(PROBLEM TO SOLVE) Reproduce each line from the records that holds "note".

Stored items
────
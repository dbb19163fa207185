//! # Command Layer
//!
//! One module per user-facing operation. Every command is a plain function
//! generic over [`StorageBackend`](crate::store::StorageBackend): it takes
//! Rust values, returns a [`CmdResult`], and never touches stdout, stderr or
//! the process exit code.
//!
//! Failures coming up from storage are passed through with a short prefix
//! (`could not read note: ...`) so the CLI can print them as-is while callers
//! can still match on the underlying kind via
//! [`DaimonError::root_cause`](crate::error::DaimonError::root_cause).

pub mod create;
pub mod delete;
pub mod edit;
pub mod line;
pub mod list;
pub mod project;
pub mod rename;
pub mod view;

#[derive(Debug, Clone, PartialEq, Eq)]
pub enum MessageLevel {
    Info,
    Success,
}

#[derive(Debug, Clone, PartialEq, Eq)]
pub struct CmdMessage {
    pub level: MessageLevel,
    pub content: String,
}

impl CmdMessage {
    pub fn info(content: impl Into<String>) -> Self {
        Self {
            level: MessageLevel::Info,
            content: content.into(),
        }
    }

    pub fn success(content: impl Into<String>) -> Self {
        Self {
            level: MessageLevel::Success,
            content: content.into(),
        }
    }
}

#[derive(Debug, Default)]
pub struct CmdResult {
    /// Logical paths produced by listing commands, in output order.
    pub listed: Vec<String>,
    /// Raw note content produced by `view`.
    pub content: Option<Vec<u8>>,
    pub messages: Vec<CmdMessage>,
}

impl CmdResult {
    pub fn with_message(mut self, message: CmdMessage) -> Self {
        self.messages.push(message);
        self
    }

    pub fn with_listed(mut self, listed: Vec<String>) -> Self {
        self.listed = listed;
        self
    }

    pub fn with_content(mut self, content: Vec<u8>) -> Self {
        self.content = Some(content);
        self
    }
}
────
(REPLY TO THE EXERCISE)
//! (`could not read note: ...`) so the CLI can print them as-is while callers
    /// Raw note content produced by `view`.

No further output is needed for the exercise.